For many, the decision of which protocol to use was easy because IPv6 didn't add features that represented major improvements.
"One big surprise to me was how few features went into IPv6 in the end, aside from the massive expansion of address space," said Bruce Davie, a veteran computer scientist recently honored with a lifetime achievement award by the Association for Computing Machinery's Special Interest Group on Data Communications, which lauded him for "fundamental contributions in networking systems through design, standardization, and commercialization of network protocols and systems."
Davie said many of the security, plug-and-play, and quality of service features that didn't make it into IPv6 were eventually implemented in IPv4, further reducing the incentive to adopt the new protocol. "Given the small amount of new functionality in v6, it's not so surprising that deployment has been a 30 year struggle," he said.
that last statement can't be emphasised enough
Another innovation that meant IPv6 made less sense was network address translation (NAT), which allows many devices to share a single public IPv4 address. NAT meant IPv4 network operators could connect thousands of devices with a single IP address, meaning their existing IP addresses became more useful.
"These solutions were relatively easy to deploy, aligned with existing expertise, and avoided large-scale infrastructure changes," said Alvaro Vives, manager of the learning and development team at RIPE NCC, the regional internet registry for 76 nations across Europe, the Middle East, and Central Asia.
another positive for NAT is that it shielded broadband users from unsolicited inbound connectivity without the complication of end users having to configure firewall polices. Setting port forwarding is non trivial so software engineers needed to come up with better ways of supporting clients behind NAT. NAT provides a protocol level backstop to guard against misconfiguration of inbound connectivity.
Many see NAT as a negative, I suspect they weren't about in the dial up days where machines where infiltrated by unsolicited connections in a matter of minutes, yes IPv6 address range is huge and reduces likelihood of scanning but security by obscurity is not a good thing.
"In fact, IPv4's continued viability is largely because IPv6 absorbed that growth pressure elsewhere – particularly in mobile, broadband, and cloud environments," he added. "In that sense, IPv6 succeeded where it was needed most, and must be regarded as a success."
pure nonsense
RIPE NCC's Alvaro Vives agrees. "What IPv6 got right was its long-term design," he told The Register. "It provides a vast address space that allows networks to be planned more simply and consistently.
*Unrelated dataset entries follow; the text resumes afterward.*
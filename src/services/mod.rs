pub mod account_service;
pub mod content_service;
pub mod dispatcher;
pub mod health_service;
pub mod live_view;
pub mod recipients;
pub mod sweeper;
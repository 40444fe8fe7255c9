use crate::adapters::push::{PushError, PushProvider};
use crate::domain::notification::PushNotification;
use async_trait::async_trait;

#[derive(Debug, Default)]
pub struct FcmPushProvider;

#[async_trait]
impl PushProvider for FcmPushProvider {
    async fn send_push(&self, token: &str, notification: &PushNotification) -> Result<(), PushError> {
        tracing::debug!(
            token = %token,
            kind = %notification.data.kind,
            content_id = %notification.data.content_id,
            "STUB: Sending FCM push notification"
        );
        Ok(())
    }
}
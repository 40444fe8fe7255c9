use crate::adapters::push::{PushError, PushProvider};
use crate::config::PushConfig;
use crate::domain::notification::{Delivery, DispatchReport, FailureKind, PushNotification, TokenResult};
use futures::StreamExt;
use opentelemetry::{KeyValue, global, metrics::Counter};
use std::collections::HashSet;
use std::sync::Arc;
use std::time::Duration;
use tokio::sync::mpsc;

#[derive(Clone, Debug)]
struct Metrics {
    sent: Counter<u64>,
    errors: Counter<u64>,
    invalidated_tokens: Counter<u64>,
}

impl Metrics {
    fn new() -> Self {
        let meter = global::meter("market-ephemera");
        Self {
            sent: meter
                .u64_counter("market_push_sent_total")
                .with_description("Total number of push notifications successfully sent")
                .build(),
            errors: meter
                .u64_counter("market_push_errors_total")
                .with_description("Total number of push notification delivery errors")
                .build(),
            invalidated_tokens: meter
                .u64_counter("market_push_invalidated_tokens_total")
                .with_description("Total number of tokens reported as unregistered")
                .build(),
        }
    }
}

/// Sends one notification to many tokens and accounts for every outcome.
///
/// A dispatch never fails as a whole: each token ends up either delivered or
/// failed with a [`FailureKind`]. There is exactly one attempt per token.
#[derive(Clone, Debug)]
pub struct FanoutDispatcher {
    provider: Arc<dyn PushProvider>,
    concurrency: usize,
    send_timeout: Duration,
    invalid_token_tx: Option<mpsc::Sender<String>>,
    metrics: Metrics,
}

impl FanoutDispatcher {
    #[must_use]
    pub fn new(provider: Arc<dyn PushProvider>, config: &PushConfig) -> Self {
        Self {
            provider,
            concurrency: config.push_concurrency.max(1),
            send_timeout: Duration::from_millis(config.push_send_timeout_ms),
            invalid_token_tx: None,
            metrics: Metrics::new(),
        }
    }

    /// Forwards unregistered tokens to the token janitor for pruning.
    #[must_use]
    pub fn with_invalid_token_sink(mut self, tx: mpsc::Sender<String>) -> Self {
        self.invalid_token_tx = Some(tx);
        self
    }

    #[tracing::instrument(
        skip(self, tokens, notification),
        fields(
            kind = %notification.data.kind,
            content_id = %notification.data.content_id,
            recipients = tracing::field::Empty,
            failures = tracing::field::Empty
        )
    )]
    pub async fn dispatch(&self, tokens: Vec<String>, notification: &PushNotification) -> DispatchReport {
        let mut seen = HashSet::new();
        let tokens: Vec<String> = tokens.into_iter().filter(|t| seen.insert(t.clone())).collect();
        tracing::Span::current().record("recipients", tokens.len());

        let results: Vec<TokenResult> = match tokens.len() {
            0 => Vec::new(),
            1 => {
                let mut tokens = tokens;
                let token = tokens.remove(0);
                vec![self.send_one(token, notification).await]
            }
            _ => {
                futures::stream::iter(tokens)
                    .map(|token| self.send_one(token, notification))
                    .buffered(self.concurrency)
                    .collect()
                    .await
            }
        };

        let report = DispatchReport::from_results(results);
        tracing::Span::current().record("failures", report.failure_count);
        if report.failure_count > 0 {
            tracing::warn!(
                success = report.success_count,
                failed = report.failure_count,
                "Fan-out completed with failed tokens"
            );
        }
        self.remediate(&report).await;
        report
    }

    async fn send_one(&self, token: String, notification: &PushNotification) -> TokenResult {
        let outcome = tokio::time::timeout(self.send_timeout, self.provider.send_push(&token, notification)).await;

        let delivery = match outcome {
            Ok(Ok(())) => {
                tracing::debug!(token = %token, "Push notification sent successfully");
                self.metrics.sent.add(1, &[]);
                Delivery::Delivered
            }
            Ok(Err(PushError::Unregistered)) => {
                tracing::debug!(token = %token, "Token unregistered");
                self.metrics.invalidated_tokens.add(1, &[]);
                Delivery::Failed { kind: FailureKind::Unregistered }
            }
            Ok(Err(PushError::QuotaExceeded)) => {
                tracing::warn!("Push quota exceeded");
                self.metrics.errors.add(1, &[KeyValue::new("reason", "quota_exceeded")]);
                Delivery::Failed { kind: FailureKind::QuotaExceeded }
            }
            Ok(Err(PushError::Other(e))) => {
                tracing::error!(error = %e, "Failed to send push notification");
                self.metrics.errors.add(1, &[KeyValue::new("reason", "other")]);
                Delivery::Failed { kind: FailureKind::Provider }
            }
            Err(_) => {
                tracing::warn!(timeout_ms = self.send_timeout.as_millis(), "Push send timed out");
                self.metrics.errors.add(1, &[KeyValue::new("reason", "timeout")]);
                Delivery::Failed { kind: FailureKind::Timeout }
            }
        };

        TokenResult { token, delivery }
    }

    async fn remediate(&self, report: &DispatchReport) {
        let Some(tx) = &self.invalid_token_tx else {
            let stale = report.unregistered_tokens().count();
            if stale > 0 {
                tracing::info!(stale, "No janitor configured, leaving unregistered tokens in place");
            }
            return;
        };
        for token in report.unregistered_tokens() {
            if tx.send(token.to_owned()).await.is_err() {
                tracing::warn!("Token janitor has shut down, dropping invalid token");
                break;
            }
        }
    }
}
This has enabled innovation, from large mobile networks to the Internet of Things and advanced routing techniques such as Segment Routing over IPv6."
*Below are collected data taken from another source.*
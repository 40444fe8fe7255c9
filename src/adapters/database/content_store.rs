use crate::adapters::database::DbPool;
use crate::adapters::database::records::ContentRow;
use crate::adapters::store::{ContentStore, ContentStream, FieldUpdate, MAX_BATCH_SIZE, StoreError, requery_on_change};
use crate::domain::content::{ContentKind, ContentRecord};
use crate::domain::query::{ContentFilter, ContentQuery, SortOrder};
use async_trait::async_trait;
use sqlx::types::Json;
use sqlx::{Postgres, QueryBuilder};
use tokio::sync::broadcast;
use uuid::Uuid;

const SELECT_CONTENT: &str = "SELECT id, kind, owner_id, target_id, participants, conversation_id, payload, \
     created_at, expires_at, read FROM ephemeral_content";

const CHANGE_FEED_CAPACITY: usize = 256;

/// `ephemeral_content` table adapter.
///
/// Subscriptions re-query after writes made through this handle; writes from
/// other processes become visible on the next local write or live-view tick.
#[derive(Clone, Debug)]
pub struct PostgresContentStore {
    pool: DbPool,
    changes: broadcast::Sender<ContentKind>,
}

impl PostgresContentStore {
    #[must_use]
    pub fn new(pool: DbPool) -> Self {
        let (changes, _) = broadcast::channel(CHANGE_FEED_CAPACITY);
        Self { pool, changes }
    }

    fn publish(&self, kind: ContentKind) {
        let _ = self.changes.send(kind);
    }
}

fn push_filter(builder: &mut QueryBuilder<'static, Postgres>, kind: ContentKind, filter: &ContentFilter) {
    builder.push(" WHERE kind = ").push_bind(kind.as_str());
    if let Some(conversation_id) = &filter.conversation_id {
        builder.push(" AND conversation_id = ").push_bind(conversation_id.as_str().to_owned());
    }
    if let Some(participant) = &filter.participant {
        builder.push(" AND ").push_bind(participant.as_str().to_owned()).push(" = ANY(participants)");
    }
    if let Some(owner_id) = &filter.owner_id {
        builder.push(" AND owner_id = ").push_bind(owner_id.as_str().to_owned());
    }
    if let Some(target_id) = &filter.target_id {
        builder.push(" AND target_id = ").push_bind(target_id.as_str().to_owned());
    }
    if let Some(read) = filter.read {
        builder.push(" AND read = ").push_bind(read);
    }
    if let Some(user_id) = &filter.involving {
        builder
            .push(" AND (owner_id = ")
            .push_bind(user_id.as_str().to_owned())
            .push(" OR ")
            .push_bind(user_id.as_str().to_owned())
            .push(" = ANY(participants))");
    }
    if let Some(after) = filter.expires_after {
        builder.push(" AND expires_at > ").push_bind(after);
    }
    if let Some(by) = filter.expired_by {
        builder.push(" AND expires_at <= ").push_bind(by);
    }
}

#[async_trait]
impl ContentStore for PostgresContentStore {
    #[tracing::instrument(level = "debug", skip(self, record), fields(content.id = %record.id(), content.kind = %record.kind()))]
    async fn create(&self, record: ContentRecord) -> Result<Uuid, StoreError> {
        let kind = record.kind();
        let participants: Option<Vec<String>> =
            record.participants().map(|pair| pair.iter().map(|p| p.as_str().to_owned()).collect());

        let result = sqlx::query(
            r"
            INSERT INTO ephemeral_content
                (id, kind, owner_id, target_id, participants, conversation_id, payload, created_at, expires_at, read)
            VALUES ($1, $2, $3, $4, $5, $6, $7, $8, $9, $10)
            ",
        )
        .bind(record.id())
        .bind(kind.as_str())
        .bind(record.owner_id().as_str())
        .bind(record.target_id().map(|t| t.as_str().to_owned()))
        .bind(participants)
        .bind(record.conversation_id().map(|c| c.as_str().to_owned()))
        .bind(Json(record.payload()))
        .bind(record.created_at())
        .bind(record.expires_at())
        .bind(record.is_read())
        .execute(&self.pool)
        .await;

        match result {
            Ok(_) => {
                self.publish(kind);
                Ok(record.id())
            }
            Err(sqlx::Error::Database(e)) if e.code().as_deref() == Some("23505") => {
                Err(StoreError::DuplicateId(record.id()))
            }
            Err(e) => Err(StoreError::Database(e)),
        }
    }

    #[tracing::instrument(level = "debug", skip(self))]
    async fn get_by_id(&self, kind: ContentKind, id: Uuid) -> Result<Option<ContentRecord>, StoreError> {
        let row = sqlx::query_as::<_, ContentRow>(&format!("{SELECT_CONTENT} WHERE kind = $1 AND id = $2"))
            .bind(kind.as_str())
            .bind(id)
            .fetch_optional(&self.pool)
            .await?;

        row.map(ContentRecord::try_from).transpose()
    }

    #[tracing::instrument(level = "debug", skip(self, query), fields(content.kind = %query.kind))]
    async fn query(&self, query: &ContentQuery) -> Result<Vec<ContentRecord>, StoreError> {
        let mut builder = QueryBuilder::<Postgres>::new(SELECT_CONTENT);
        push_filter(&mut builder, query.kind, &query.filter);
        builder.push(match query.order {
            SortOrder::NewestFirst => " ORDER BY created_at DESC, id ASC",
            SortOrder::ExpiringFirst => " ORDER BY expires_at ASC, id ASC",
        });
        if let Some(limit) = query.limit {
            builder.push(" LIMIT ").push_bind(i64::try_from(limit).unwrap_or(i64::MAX));
        }

        let rows = builder.build_query_as::<ContentRow>().fetch_all(&self.pool).await?;
        rows.into_iter().map(ContentRecord::try_from).collect()
    }

    fn subscribe(&self, query: ContentQuery) -> ContentStream {
        requery_on_change(self.clone(), self.changes.subscribe(), query)
    }

    #[tracing::instrument(level = "debug", skip(self))]
    async fn update_field(&self, kind: ContentKind, id: Uuid, update: FieldUpdate) -> Result<(), StoreError> {
        let FieldUpdate::Read(read) = update;
        let result = sqlx::query("UPDATE ephemeral_content SET read = $1 WHERE kind = $2 AND id = $3")
            .bind(read)
            .bind(kind.as_str())
            .bind(id)
            .execute(&self.pool)
            .await?;

        if result.rows_affected() > 0 {
            self.publish(kind);
        }
        Ok(())
    }

    #[tracing::instrument(level = "debug", skip(self, ids), fields(batch_count = ids.len()))]
    async fn batch_delete(&self, kind: ContentKind, ids: &[Uuid]) -> Result<u64, StoreError> {
        if ids.len() > MAX_BATCH_SIZE {
            return Err(StoreError::BatchTooLarge(ids.len()));
        }
        if ids.is_empty() {
            return Ok(0);
        }

        let result = sqlx::query("DELETE FROM ephemeral_content WHERE kind = $1 AND id = ANY($2)")
            .bind(kind.as_str())
            .bind(ids)
            .execute(&self.pool)
            .await?;

        let deleted = result.rows_affected();
        if deleted > 0 {
            self.publish(kind);
        }
        Ok(deleted)
    }

    async fn ping(&self) -> Result<(), StoreError> {
        sqlx::query("SELECT 1").execute(&self.pool).await?;
        Ok(())
    }
}
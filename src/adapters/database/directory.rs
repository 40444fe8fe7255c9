use crate::adapters::database::DbPool;
use crate::adapters::database::records::FollowerRow;
use crate::adapters::directory::{DirectoryError, Follower, RecipientDirectory};
use crate::domain::user::UserId;
use async_trait::async_trait;

/// Reads the `follows` and `push_tokens` tables.
#[derive(Clone, Debug)]
pub struct PostgresDirectory {
    pool: DbPool,
}

impl PostgresDirectory {
    #[must_use]
    pub const fn new(pool: DbPool) -> Self {
        Self { pool }
    }
}

#[async_trait]
impl RecipientDirectory for PostgresDirectory {
    #[tracing::instrument(level = "debug", skip(self), fields(owner_id = %owner_id))]
    async fn get_followers(&self, owner_id: &UserId) -> Result<Vec<Follower>, DirectoryError> {
        let rows = sqlx::query_as::<_, FollowerRow>(
            r"
            SELECT f.follower_id, t.token
            FROM follows f
            LEFT JOIN push_tokens t ON t.user_id = f.follower_id
            WHERE f.vendor_id = $1
            ORDER BY f.follower_id ASC
            ",
        )
        .bind(owner_id.as_str())
        .fetch_all(&self.pool)
        .await?;

        rows.into_iter().map(Follower::try_from).collect()
    }

    #[tracing::instrument(level = "debug", skip(self), fields(user_id = %user_id))]
    async fn get_token(&self, user_id: &UserId) -> Result<Option<String>, DirectoryError> {
        let token = sqlx::query_scalar::<_, String>("SELECT token FROM push_tokens WHERE user_id = $1")
            .bind(user_id.as_str())
            .fetch_optional(&self.pool)
            .await?;
        Ok(token)
    }

    #[tracing::instrument(level = "debug", skip(self, tokens), fields(batch_count = tokens.len()))]
    async fn invalidate_tokens(&self, tokens: &[String]) -> Result<u64, DirectoryError> {
        if tokens.is_empty() {
            return Ok(0);
        }
        let result = sqlx::query("DELETE FROM push_tokens WHERE token = ANY($1)").bind(tokens).execute(&self.pool).await?;
        Ok(result.rows_affected())
    }

    async fn ping(&self) -> Result<(), DirectoryError> {
        sqlx::query("SELECT 1").execute(&self.pool).await?;
        Ok(())
    }
}
use std::sync::{Arc, Mutex, PoisonError};
use time::{Duration, OffsetDateTime};

/// Source of the current time for every expiry decision.
pub trait Clock: Send + Sync + std::fmt::Debug {
    fn now(&self) -> OffsetDateTime;
}

#[derive(Debug, Default, Clone, Copy)]
pub struct SystemClock;

impl Clock for SystemClock {
    fn now(&self) -> OffsetDateTime {
        OffsetDateTime::now_utc()
    }
}

/// A clock that only moves when told to.
#[derive(Debug, Clone)]
pub struct ManualClock {
    now: Arc<Mutex<OffsetDateTime>>,
}

impl ManualClock {
    #[must_use]
    pub fn new(start: OffsetDateTime) -> Self {
        Self { now: Arc::new(Mutex::new(start)) }
    }

    pub fn set(&self, now: OffsetDateTime) {
        *self.now.lock().unwrap_or_else(PoisonError::into_inner) = now;
    }

    pub fn advance(&self, by: Duration) {
        let mut now = self.now.lock().unwrap_or_else(PoisonError::into_inner);
        *now += by;
    }
}

impl Clock for ManualClock {
    fn now(&self) -> OffsetDateTime {
        *self.now.lock().unwrap_or_else(PoisonError::into_inner)
    }
}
again nonsense, innovation has been reduced in IPv6 because of this end to end connectivity dogma which is a fallacy.
APNIC's Huston, however, thinks that IPv6 has become less relevant to the wider internet.
"I would argue that we actually found a far better outcome along the way," he told The Register. "NATS forced us to think about network architectures in an entirely different way."
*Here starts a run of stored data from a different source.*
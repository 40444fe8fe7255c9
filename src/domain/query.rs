use crate::domain::content::{ContentKind, ContentRecord};
use crate::domain::conversation::ConversationId;
use crate::domain::user::UserId;
use std::cmp::Ordering;
use time::OffsetDateTime;

/// Conjunction of optional predicates over content records.
#[derive(Debug, Clone, Default, PartialEq, Eq)]
pub struct ContentFilter {
    pub conversation_id: Option<ConversationId>,
    pub participant: Option<UserId>,
    pub owner_id: Option<UserId>,
    pub target_id: Option<UserId>,
    pub read: Option<bool>,
    /// Owner or participant.
    pub involving: Option<UserId>,
    /// `expires_at > t`
    pub expires_after: Option<OffsetDateTime>,
    /// `expires_at <= t`
    pub expired_by: Option<OffsetDateTime>,
}

impl ContentFilter {
    #[must_use]
    pub fn conversation(mut self, conversation_id: ConversationId) -> Self {
        self.conversation_id = Some(conversation_id);
        self
    }

    #[must_use]
    pub fn participant(mut self, user_id: UserId) -> Self {
        self.participant = Some(user_id);
        self
    }

    #[must_use]
    pub fn owner(mut self, user_id: UserId) -> Self {
        self.owner_id = Some(user_id);
        self
    }

    #[must_use]
    pub fn target(mut self, user_id: UserId) -> Self {
        self.target_id = Some(user_id);
        self
    }

    #[must_use]
    pub const fn read(mut self, read: bool) -> Self {
        self.read = Some(read);
        self
    }

    #[must_use]
    pub fn involving(mut self, user_id: UserId) -> Self {
        self.involving = Some(user_id);
        self
    }

    #[must_use]
    pub const fn live_at(mut self, now: OffsetDateTime) -> Self {
        self.expires_after = Some(now);
        self
    }

    #[must_use]
    pub const fn expired_by(mut self, now: OffsetDateTime) -> Self {
        self.expired_by = Some(now);
        self
    }

    #[must_use]
    pub fn matches(&self, record: &ContentRecord) -> bool {
        self.conversation_id.as_ref().is_none_or(|c| record.conversation_id() == Some(c))
            && self.participant.as_ref().is_none_or(|p| record.participants().is_some_and(|ps| ps.contains(p)))
            && self.owner_id.as_ref().is_none_or(|o| record.owner_id() == o)
            && self.target_id.as_ref().is_none_or(|t| record.target_id() == Some(t))
            && self.read.is_none_or(|r| record.is_read() == r)
            && self.involving.as_ref().is_none_or(|u| record.involves(u))
            && self.expires_after.is_none_or(|t| record.expires_at() > t)
            && self.expired_by.is_none_or(|t| record.expires_at() <= t)
    }
}

#[derive(Debug, Clone, Copy, Default, PartialEq, Eq)]
pub enum SortOrder {
    /// Descending `created_at`, ties broken by ascending id.
    #[default]
    NewestFirst,
    /// Ascending `expires_at`, ties broken by ascending id.
    ExpiringFirst,
}

impl SortOrder {
    #[must_use]
    pub fn compare(self, a: &ContentRecord, b: &ContentRecord) -> Ordering {
        match self {
            Self::NewestFirst => b.created_at().cmp(&a.created_at()).then_with(|| a.id().cmp(&b.id())),
            Self::ExpiringFirst => a.expires_at().cmp(&b.expires_at()).then_with(|| a.id().cmp(&b.id())),
        }
    }
}

#[derive(Debug, Clone, PartialEq, Eq)]
pub struct ContentQuery {
    pub kind: ContentKind,
    pub filter: ContentFilter,
    pub order: SortOrder,
    pub limit: Option<usize>,
}

impl ContentQuery {
    #[must_use]
    pub fn new(kind: ContentKind) -> Self {
        Self { kind, filter: ContentFilter::default(), order: SortOrder::default(), limit: None }
    }

    #[must_use]
    pub fn filter(mut self, filter: ContentFilter) -> Self {
        self.filter = filter;
        self
    }

    #[must_use]
    pub const fn order(mut self, order: SortOrder) -> Self {
        self.order = order;
        self
    }

    #[must_use]
    pub const fn limit(mut self, limit: usize) -> Self {
        self.limit = Some(limit);
        self
    }

    /// Applies filter, order and limit to an unordered candidate set.
    #[must_use]
    pub fn apply<I>(&self, records: I) -> Vec<ContentRecord>
    where
        I: IntoIterator<Item = ContentRecord>,
    {
        let mut matched: Vec<ContentRecord> =
            records.into_iter().filter(|r| r.kind() == self.kind && self.filter.matches(r)).collect();
        matched.sort_by(|a, b| self.order.compare(a, b));
        if let Some(limit) = self.limit {
            matched.truncate(limit);
        }
        matched
    }
}

#[cfg(test)]
mod tests {
    use super::*;
    use crate::domain::content::Payload;
    use time::Duration;
    use time::macros::datetime;
    use uuid::Uuid;

    fn id(raw: &str) -> UserId {
        UserId::parse(raw).unwrap()
    }

    #[test]
    fn test_newest_first_breaks_ties_by_id() {
        let at = datetime!(2026-06-01 09:00 UTC);
        let low = Uuid::from_u128(1);
        let high = Uuid::from_u128(2);
        let older = ContentRecord::new_message(Uuid::from_u128(3), id("a"), id("b"), "1".into(), at - Duration::hours(1));
        let tie_high = ContentRecord::new_message(high, id("a"), id("b"), "2".into(), at);
        let tie_low = ContentRecord::new_message(low, id("b"), id("a"), "3".into(), at);

        let ordered = ContentQuery::new(ContentKind::Message).apply(vec![older, tie_high, tie_low]);
        let ids: Vec<Uuid> = ordered.iter().map(ContentRecord::id).collect();
        assert_eq!(ids, vec![low, high, Uuid::from_u128(3)]);
    }

    #[test]
    fn test_filters_combine() {
        let at = datetime!(2026-06-01 09:00 UTC);
        let to_bob = ContentRecord::new_message(Uuid::now_v7(), id("a"), id("bob"), "hi".into(), at);
        let to_amy = ContentRecord::new_message(Uuid::now_v7(), id("bob"), id("amy"), "yo".into(), at);
        let story = ContentRecord::new_story(Uuid::now_v7(), id("bob"), Payload::Text { text: "open".into() }, at);

        let unread_for_bob = ContentFilter::default().target(id("bob")).read(false);
        assert!(unread_for_bob.matches(&to_bob));
        assert!(!unread_for_bob.matches(&to_amy));

        let involving_bob = ContentFilter::default().involving(id("bob"));
        assert!(involving_bob.matches(&to_bob));
        assert!(involving_bob.matches(&to_amy));
        assert!(involving_bob.matches(&story));

        let expired = ContentFilter::default().expired_by(at + Duration::hours(24));
        assert!(expired.matches(&to_bob));
        assert!(!ContentFilter::default().live_at(at + Duration::hours(24)).matches(&to_bob));
    }

    #[test]
    fn test_apply_limits_and_scopes_kind() {
        let at = datetime!(2026-06-01 09:00 UTC);
        let records: Vec<ContentRecord> = (0..5)
            .map(|i| ContentRecord::new_message(Uuid::now_v7(), id("a"), id("b"), format!("{i}"), at + Duration::minutes(i)))
            .chain(std::iter::once(ContentRecord::new_story(
                Uuid::now_v7(),
                id("a"),
                Payload::Text { text: "s".into() },
                at,
            )))
            .collect();

        let page = ContentQuery::new(ContentKind::Message).limit(2).apply(records);
        assert_eq!(page.len(), 2);
        assert_eq!(page[0].text(), Some("4"));
        assert_eq!(page[1].text(), Some("3"));
    }
}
That new way is encapsulated in a new technology called Quick UDP Internet Connections (QUIC), that doesn't require client devices to always have access to a public IP address.
"We are proving to ourselves that clients don't need permanent assignment of IP address, which makes the client side of network far cheaper, more flexible, and scalable," he said.
we need to roll those familiar techniques from IPv4 to ipv6 let us innovate by migrating our current tools and experience which makes use of the characteristics of NAT.
"So folk use IPv6 these days based on cost: If the cost of obtaining more IPv4 addresses to fuel bigger NATs is too high, then they deploy IPv6. Not because it's better, but if they are confident that they can work around IPv6's weaknesses then in a largely name based world there is no real issue in using one addressing protocol or another as the transport underlay."
Tru Dat
Many shriek that NAT is bad because it breaks the end to end principle.
https://en.wikipedia.org/wiki/End-to-end_principle
The end-to-end (E2E) principle is a design principle in computer networking that requires application-specific features (such as reliability and security) to be implemented in the communicating end nodes of the network, instead of in the network itself
truth is that Firewalls, Load Balancers, IPS etc also violate the end to end principle yet they are recommended for IPv6 to serve use cases.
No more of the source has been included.